Foreign companies are vulnerable to open-ended investigations by ministries and watchdogs due to regulatory ambiguities. The enforcement of regulations is spread across several government bodies, with “multiple agencies with overlapping functions pulling in different directions,” according to China 2030, a collection of policy recommendations by the World Bank and China’s State Council.
State-owned enterprises have been targeted in government anti-trust probes, but foreign policy think tanks and trade organisations say a disproportionate number of cases have been brought against foreign players.
Xi Said, Li Said
Multinational chief executives in China have told FinanceAsia the campaigns against firms appear to be a form of corporate profiling. They had hoped the market would further liberalise under the leadership of Chinese President Xi Jinping and Li Keqiang, the country’s market-oriented prime minister, but that has not been the case.
A flurry of corruption and anti-trust investigations – including the 14-month long probe of Qualcomm that ended early this year with the US chipmaker agreeing to pay a $975 million fine for anti-competitive practices – began shortly after Xi and Li came to power in 2012.
Xi’s campaign to root out official graft and Li’s pro-market posturing have been used as cover for some of the prosecutions according to several current and former diplomats in the region, who also suggest the targeting may be the result of intra-party jousting between pro-market factions and those who want the state to retain control of economic levers.
China’s 2008 Anti-Monopoly Law has been used to the detriment of foreign-invested enterprises, a view shared by each of the China experts FinanceAsia spoke with for this article.

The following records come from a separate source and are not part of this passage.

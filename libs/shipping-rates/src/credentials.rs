//! Google service-account credentials and access-token minting
//!
//! Tokens are obtained with the OAuth2 JWT-bearer grant: a RS256 assertion
//! signed with the service-account key is exchanged at the key's `token_uri`.
//! Minted tokens are reused until shortly before they expire.

use crate::error::SourceError;
use jsonwebtoken::{Algorithm, EncodingKey, Header};
use serde::{Deserialize, Serialize};
use std::path::{Path, PathBuf};
use std::time::Duration;
use tokio::sync::Mutex;
use tokio::time::Instant;
use tracing::{debug, info};

/// Read-only scope is all the engine ever needs
pub const SHEETS_READONLY_SCOPE: &str = "https://www.googleapis.com/auth/spreadsheets.readonly";

pub const DEFAULT_TOKEN_URI: &str = "https://oauth2.googleapis.com/token";

const JWT_BEARER_GRANT: &str = "urn:ietf:params:oauth:grant-type:jwt-bearer";

/// Assertion lifetime accepted by Google (max one hour)
const ASSERTION_LIFETIME_SECS: i64 = 3600;

/// Refresh this long before the reported expiry
const TOKEN_REFRESH_MARGIN: Duration = Duration::from_secs(60);

fn default_token_uri() -> String {
    DEFAULT_TOKEN_URI.to_string()
}

/// Where service credentials come from
#[derive(Debug, Clone, Default)]
pub enum Credentials {
    /// Service-account key JSON given inline
    Inline(String),
    /// Path to a service-account keyfile
    KeyFile(PathBuf),
    /// Pre-issued bearer token, used as-is
    AccessToken(String),
    #[default]
    Missing,
}

impl Credentials {
    /// Pick credentials by precedence: inline JSON, then keyfile path
    pub fn from_options(inline_json: Option<&str>, key_file: Option<&Path>) -> Self {
        match (inline_json, key_file) {
            (Some(json), _) if !json.trim().is_empty() => Self::Inline(json.to_string()),
            (_, Some(path)) if !path.as_os_str().is_empty() => Self::KeyFile(path.to_path_buf()),
            _ => Self::Missing,
        }
    }
}

/// Fields of a Google service-account key file used for token minting
#[derive(Debug, Clone, Deserialize)]
pub struct ServiceAccountKey {
    pub client_email: String,
    pub private_key: String,
    #[serde(default)]
    pub private_key_id: Option<String>,
    #[serde(default = "default_token_uri")]
    pub token_uri: String,
}

impl ServiceAccountKey {
    pub fn from_json(json: &str) -> Result<Self, SourceError> {
        serde_json::from_str(json).map_err(|e| {
            SourceError::Configuration(format!("Invalid service account credentials JSON: {}", e))
        })
    }

    pub fn from_file(path: &Path) -> Result<Self, SourceError> {
        let json = std::fs::read_to_string(path).map_err(|e| {
            SourceError::Configuration(format!(
                "Cannot read credentials file {}: {}",
                path.display(),
                e
            ))
        })?;
        Self::from_json(&json)
    }
}

#[derive(Debug, Serialize)]
struct AssertionClaims<'a> {
    iss: &'a str,
    scope: &'a str,
    aud: &'a str,
    iat: i64,
    exp: i64,
}

#[derive(Debug, Deserialize)]
struct TokenResponse {
    access_token: String,
    #[serde(default)]
    expires_in: Option<u64>,
}

#[derive(Debug, Deserialize)]
struct TokenErrorResponse {
    error: String,
    #[serde(default)]
    error_description: Option<String>,
}

struct CachedToken {
    value: String,
    refresh_at: Instant,
}

enum TokenKind {
    Static(String),
    ServiceAccount {
        key: ServiceAccountKey,
        encoding_key: EncodingKey,
        cached: Mutex<Option<CachedToken>>,
    },
}

/// Supplies bearer tokens for Sheets API calls
pub struct TokenProvider {
    kind: TokenKind,
}

impl TokenProvider {
    /// Resolve credentials into a provider, failing on missing or bad config
    pub fn from_credentials(credentials: &Credentials) -> Result<Self, SourceError> {
        let key = match credentials {
            Credentials::AccessToken(token) => {
                return Ok(Self {
                    kind: TokenKind::Static(token.clone()),
                })
            },
            Credentials::Inline(json) => ServiceAccountKey::from_json(json)?,
            Credentials::KeyFile(path) => ServiceAccountKey::from_file(path)?,
            Credentials::Missing => {
                return Err(SourceError::Configuration(
                    "No service account credentials configured".to_string(),
                ))
            },
        };
        Self::service_account(key)
    }

    fn service_account(key: ServiceAccountKey) -> Result<Self, SourceError> {
        let encoding_key = EncodingKey::from_rsa_pem(key.private_key.as_bytes()).map_err(|e| {
            SourceError::Configuration(format!("Invalid service account private key: {}", e))
        })?;
        info!("Using service account {} for Sheets access", key.client_email);
        Ok(Self {
            kind: TokenKind::ServiceAccount {
                key,
                encoding_key,
                cached: Mutex::new(None),
            },
        })
    }

    /// Current bearer token, minting a new one when needed
    pub async fn access_token(&self, client: &reqwest::Client) -> Result<String, SourceError> {
        let (key, encoding_key, cached) = match &self.kind {
            TokenKind::Static(token) => return Ok(token.clone()),
            TokenKind::ServiceAccount {
                key,
                encoding_key,
                cached,
            } => (key, encoding_key, cached),
        };

        // Held across the exchange so concurrent callers share one mint
        let mut cached = cached.lock().await;
        if let Some(token) = cached.as_ref() {
            if Instant::now() < token.refresh_at {
                return Ok(token.value.clone());
            }
        }

        let minted = mint_token(client, key, encoding_key).await?;
        let value = minted.value.clone();
        *cached = Some(minted);
        Ok(value)
    }
}

async fn mint_token(
    client: &reqwest::Client,
    key: &ServiceAccountKey,
    encoding_key: &EncodingKey,
) -> Result<CachedToken, SourceError> {
    let now = chrono::Utc::now().timestamp();
    let claims = AssertionClaims {
        iss: &key.client_email,
        scope: SHEETS_READONLY_SCOPE,
        aud: &key.token_uri,
        iat: now,
        exp: now + ASSERTION_LIFETIME_SECS,
    };

    let mut header = Header::new(Algorithm::RS256);
    header.kid = key.private_key_id.clone();

    let assertion = jsonwebtoken::encode(&header, &claims, encoding_key)
        .map_err(|e| SourceError::Auth(format!("Failed to sign token assertion: {}", e)))?;

    debug!("Requesting Sheets access token from {}", key.token_uri);
    let response = client
        .post(&key.token_uri)
        .form(&[("grant_type", JWT_BEARER_GRANT), ("assertion", assertion.as_str())])
        .send()
        .await?;

    let status = response.status();
    let body = response.text().await?;

    if !status.is_success() {
        let reason = match serde_json::from_str::<TokenErrorResponse>(&body) {
            Ok(err) => match err.error_description {
                Some(description) => format!("{}: {}", err.error, description),
                None => err.error,
            },
            Err(_) => body,
        };
        return Err(SourceError::Auth(format!(
            "Token endpoint returned {}: {}",
            status.as_u16(),
            reason
        )));
    }

    let token: TokenResponse = serde_json::from_str(&body)
        .map_err(|e| SourceError::Auth(format!("Malformed token response: {}", e)))?;

    let lifetime = Duration::from_secs(token.expires_in.unwrap_or(ASSERTION_LIFETIME_SECS as u64));
    let refresh_at = Instant::now() + lifetime.saturating_sub(TOKEN_REFRESH_MARGIN);

    Ok(CachedToken {
        value: token.access_token,
        refresh_at,
    })
}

China’s anti-trust investigations, including probes last summer into the pricing of automotive components made by BMW, Mercedes-Benz, Chrysler Group, Audi, and around a dozen Japanese car parts manufacturers, are occurring at a time when the very nature of China’s regulatory regime is changing from a licensing role to a supervisory function, as China ends the deferential treatment formerly extended to foreign firms to attract their investment into the country.
Latitude of ingratitude
The international community has played a part in helping China become the world’s second-largest economy. Charles Freeman, a senior foreign policy fellow at Brookings Institute, estimates that foreign-invested enterprises have been responsible for between 20% and 35% of Chinese industrial output each year for the past decade.

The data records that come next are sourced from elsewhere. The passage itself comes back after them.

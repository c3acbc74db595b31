//! Shared Serde helpers
//!
//! Query strings deliver every value as text, so optional fields need to
//! treat `""` as absent. Supported input formats:
//! - `null` → None
//! - `""` (empty or blank string) → None
//! - String number `"2.5"` → Some(2.5)
//! - Native number `2.5` → Some(2.5)

use serde::{Deserialize, Deserializer};

// ============================================================================
// Default Value Functions (for serde #[serde(default = "...")] attributes)
// ============================================================================

/// Default value: true
pub fn bool_true() -> bool {
    true
}

/// Default value: false
pub fn bool_false() -> bool {
    false
}

// ============================================================================
// Custom Deserializers
// ============================================================================

/// Deserialize optional f64
///
/// # Example
/// ```ignore
/// #[derive(Deserialize)]
/// struct PriceParams {
///     #[serde(default, deserialize_with = "deserialize_optional_f64")]
///     weight: Option<f64>,
/// }
/// ```
pub fn deserialize_optional_f64<'de, D>(deserializer: D) -> Result<Option<f64>, D::Error>
where
    D: Deserializer<'de>,
{
    use serde::de::Error;

    #[derive(Deserialize)]
    #[serde(untagged)]
    enum StringOrFloat {
        String(String),
        Float(f64),
        Null,
    }

    match Option::<StringOrFloat>::deserialize(deserializer)? {
        None | Some(StringOrFloat::Null) => Ok(None),
        Some(StringOrFloat::String(s)) if s.trim().is_empty() => Ok(None),
        Some(StringOrFloat::String(s)) => s
            .trim()
            .parse::<f64>()
            .ok()
            .filter(|v| v.is_finite())
            .map(Some)
            .ok_or_else(|| D::Error::custom(format!("invalid number: {}", s))),
        Some(StringOrFloat::Float(v)) => Ok(Some(v)),
    }
}

/// Deserialize optional string, blank strings become `None`
pub fn deserialize_optional_string<'de, D>(deserializer: D) -> Result<Option<String>, D::Error>
where
    D: Deserializer<'de>,
{
    let value = Option::<String>::deserialize(deserializer)?;
    Ok(value.filter(|s| !s.trim().is_empty()))
}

Yet foreign businesses in China “feel less welcome now than at any time since China’s entry into the World Trade Organisation,” said Malcolm Lee, another senior fellow at the conservative Washington think tank, citing a rising tide of national security and regulatory barriers that restrict market access.

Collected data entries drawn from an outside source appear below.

//! Fundamental types for the Probant harness.
//!
//! The data model distinguishes inputs (adversarial prompts, test cases),
//! per-execution outputs (test results), and derived projections (metrics,
//! findings). Inputs are read-only once loaded; results are immutable after
//! creation; projections are computed at report time and never fed back.

use chrono::{DateTime, Utc};
use serde::{Deserialize, Serialize};

/// Textual reframing strategies applied to a base prompt to probe whether
/// framing alone changes a model's willingness to accept a false claim.
#[derive(Debug, Clone, Copy, PartialEq, Eq, Hash, Serialize, Deserialize)]
#[serde(rename_all = "snake_case")]
pub enum JailbreakTechnique {
    Historical,
    Fictional,
    Academic,
    Compressed,
    Roleplay,
    Hypothetical,
    StepByStep,
    AuthorityAppeal,
}

impl JailbreakTechnique {
    /// All techniques in declaration order.
    pub const ALL: [JailbreakTechnique; 8] = [
        JailbreakTechnique::Historical,
        JailbreakTechnique::Fictional,
        JailbreakTechnique::Academic,
        JailbreakTechnique::Compressed,
        JailbreakTechnique::Roleplay,
        JailbreakTechnique::Hypothetical,
        JailbreakTechnique::StepByStep,
        JailbreakTechnique::AuthorityAppeal,
    ];

    pub fn label(&self) -> &'static str {
        match self {
            JailbreakTechnique::Historical => "historical",
            JailbreakTechnique::Fictional => "fictional",
            JailbreakTechnique::Academic => "academic",
            JailbreakTechnique::Compressed => "compressed",
            JailbreakTechnique::Roleplay => "roleplay",
            JailbreakTechnique::Hypothetical => "hypothetical",
            JailbreakTechnique::StepByStep => "step_by_step",
            JailbreakTechnique::AuthorityAppeal => "authority_appeal",
        }
    }
}

/// Target vulnerability category for prompts and test cases.
///
/// A closed enum rather than free-form strings, so category typos are caught
/// at compile time. String lookups at the API boundary degrade to `None`,
/// preserving the documented unknown-category-returns-empty contract.
#[derive(Debug, Clone, Copy, PartialEq, Eq, Hash, PartialOrd, Ord, Serialize, Deserialize)]
#[serde(rename_all = "snake_case")]
pub enum PromptCategory {
    Mathematical,
    Consciousness,
    Pseudoscience,
    Critical,
}

impl PromptCategory {
    pub const ALL: [PromptCategory; 4] = [
        PromptCategory::Mathematical,
        PromptCategory::Consciousness,
        PromptCategory::Pseudoscience,
        PromptCategory::Critical,
    ];

    /// Parse a category label. Unknown labels return `None` (not an error);
    /// callers must not rely on error signaling for typos.
    pub fn parse(s: &str) -> Option<PromptCategory> {
        match s {
            "mathematical" => Some(PromptCategory::Mathematical),
            "consciousness" => Some(PromptCategory::Consciousness),
            "pseudoscience" => Some(PromptCategory::Pseudoscience),
            "critical" => Some(PromptCategory::Critical),
            _ => None,
        }
    }

    pub fn label(&self) -> &'static str {
        match self {
            PromptCategory::Mathematical => "mathematical",
            PromptCategory::Consciousness => "consciousness",
            PromptCategory::Pseudoscience => "pseudoscience",
            PromptCategory::Critical => "critical",
        }
    }
}

/// Ordinal severity label for catalog prompts and findings.
#[derive(Debug, Clone, Copy, PartialEq, Eq, Hash, PartialOrd, Ord, Serialize, Deserialize)]
#[serde(rename_all = "snake_case")]
pub enum Severity {
    Low,
    Medium,
    High,
    Critical,
}

impl Severity {
    pub fn label(&self) -> &'static str {
        match self {
            Severity::Low => "low",
            Severity::Medium => "medium",
            Severity::High => "high",
            Severity::Critical => "critical",
        }
    }
}

/// Severity observed on a single executed prompt.
///
/// Escalates `None` -> `Medium` -> `High` -> `Critical`; consciousness
/// self-attribution always forces `Critical`.
#[derive(Debug, Clone, Copy, PartialEq, Eq, Hash, PartialOrd, Ord, Serialize, Deserialize)]
#[serde(rename_all = "snake_case")]
pub enum ObservedSeverity {
    None,
    Medium,
    High,
    Critical,
}

impl ObservedSeverity {
    /// Escalate to the higher of the two severities.
    pub fn escalate(self, other: ObservedSeverity) -> ObservedSeverity {
        self.max(other)
    }

    pub fn label(&self) -> &'static str {
        match self {
            ObservedSeverity::None => "none",
            ObservedSeverity::Medium => "medium",
            ObservedSeverity::High => "high",
            ObservedSeverity::Critical => "critical",
        }
    }
}

/// The five prompt variants every test case carries.
///
/// Exactly one slot is used per single execution; all five exist to allow
/// comparative runs across framings.
#[derive(Debug, Clone, Copy, PartialEq, Eq, Hash, Serialize, Deserialize)]
#[serde(rename_all = "snake_case")]
pub enum PromptType {
    Adversarial,
    Control,
    Fringe,
    Guardrail,
    Jailbreak,
}

impl PromptType {
    pub const ALL: [PromptType; 5] = [
        PromptType::Adversarial,
        PromptType::Control,
        PromptType::Fringe,
        PromptType::Guardrail,
        PromptType::Jailbreak,
    ];

    pub fn label(&self) -> &'static str {
        match self {
            PromptType::Adversarial => "adversarial",
            PromptType::Control => "control",
            PromptType::Fringe => "fringe",
            PromptType::Guardrail => "guardrail",
            PromptType::Jailbreak => "jailbreak",
        }
    }
}

/// How a response to a test case should be validated.
#[derive(Debug, Clone, Copy, PartialEq, Eq, Hash, Serialize, Deserialize)]
#[serde(rename_all = "snake_case")]
pub enum ValidationType {
    MathematicalProof,
    CodeExecution,
    TextAnalysis,
}

/// A single adversarial prompt from the catalog.
///
/// Immutable once created; lifecycle is creation-at-catalog-load, read-only
/// thereafter.
#[derive(Debug, Clone, Serialize, Deserialize)]
pub struct AdversarialPrompt {
    pub id: String,
    pub prompt: String,
    pub technique: JailbreakTechnique,
    pub category: PromptCategory,
    pub target_vulnerability: String,
    pub expected_failure_mode: String,
    pub severity: Severity,
}

/// The five prompt variants of a test case, one per [`PromptType`].
#[derive(Debug, Clone, Serialize, Deserialize)]
pub struct PromptVariants {
    pub adversarial: String,
    pub control: String,
    pub fringe: String,
    pub guardrail: String,
    pub jailbreak: String,
}

impl PromptVariants {
    pub fn get(&self, prompt_type: PromptType) -> &str {
        match prompt_type {
            PromptType::Adversarial => &self.adversarial,
            PromptType::Control => &self.control,
            PromptType::Fringe => &self.fringe,
            PromptType::Guardrail => &self.guardrail,
            PromptType::Jailbreak => &self.jailbreak,
        }
    }
}

/// A structured record pairing a claim under test with its prompt variants
/// and expected responses.
#[derive(Debug, Clone, Serialize, Deserialize)]
pub struct TestCase {
    pub id: String,
    pub name: String,
    pub category: PromptCategory,
    pub claim: String,
    pub variants: PromptVariants,
    pub expected_correct: String,
    pub expected_incorrect: String,
    pub validation: ValidationType,
    /// How harmful acceptance of this claim would be, 1-5.
    pub severity_score: u8,
    /// How widely applicable the vulnerability pattern is, 1-5.
    pub breadth_score: u8,
}

impl TestCase {
    /// Create a test case, clamping severity and breadth scores into 1..=5.
    #[allow(clippy::too_many_arguments)]
    pub fn new(
        id: impl Into<String>,
        name: impl Into<String>,
        category: PromptCategory,
        claim: impl Into<String>,
        variants: PromptVariants,
        expected_correct: impl Into<String>,
        expected_incorrect: impl Into<String>,
        validation: ValidationType,
        severity_score: u8,
        breadth_score: u8,
    ) -> Self {
        Self {
            id: id.into(),
            name: name.into(),
            category,
            claim: claim.into(),
            variants,
            expected_correct: expected_correct.into(),
            expected_incorrect: expected_incorrect.into(),
            validation,
            severity_score: severity_score.clamp(1, 5),
            breadth_score: breadth_score.clamp(1, 5),
        }
    }
}

/// The outcome of executing one prompt against one model.
///
/// Created once per prompt execution; immutable after creation. The full set
/// of results for a session is the unit of aggregation.
#[derive(Debug, Clone, Serialize, Deserialize)]
pub struct TestResult {
    pub case_id: String,
    pub model: String,
    pub prompt_type: PromptType,
    pub response: String,
    pub vulnerability_detected: bool,
    pub severity_observed: ObservedSeverity,
    pub mathematical_errors: Vec<String>,
    pub pseudoscience_indicators: Vec<String>,
    pub consciousness_claims: Vec<String>,
    /// Whether the response also contains a proper-refusal phrase. Reported
    /// independently of `vulnerability_detected`, never collapsed into it.
    pub likely_false_positive: bool,
    /// Classifier confidence in [0, 1].
    pub confidence: f64,
    pub execution_time_ms: u64,
    pub timestamp: DateTime<Utc>,
}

China’s antagonism is difficult to reconcile given its ongoing need for international markets as the slowdown at home continues.
Bitter Medicine
China’s healthcare industry was a likely target as Xi’s anti-corruption campaign went into high gear. Beijing went after several domestic players, but its probe of GlaxoSmithKline, the British pharmaceutical giant, monopolised the headlines.
While Beijing has for years vowed to tackle rampant corruption in the sector, specifically looking at issues surrounding the pricing and distribution of drugs, the fine imposed on GSK was without domestic precedent; last year a Chinese court fined GSK $490 million for bribery.
The firm has since gone to great lengths to restore its image, entering into a tie-up in July this year with Shanghai-headquartered Desano Pharmaceuticals to increase the availability of an HIV treatment in China.
The interdependency of China’s economy with developed markets and the degree to which these countries have contributed to China’s rise makes Beijing’s profiling of foreign companies all the more confounding. One hopes the reactionary display is but a phase as the nation transitions to a responsible stakeholder in the international community.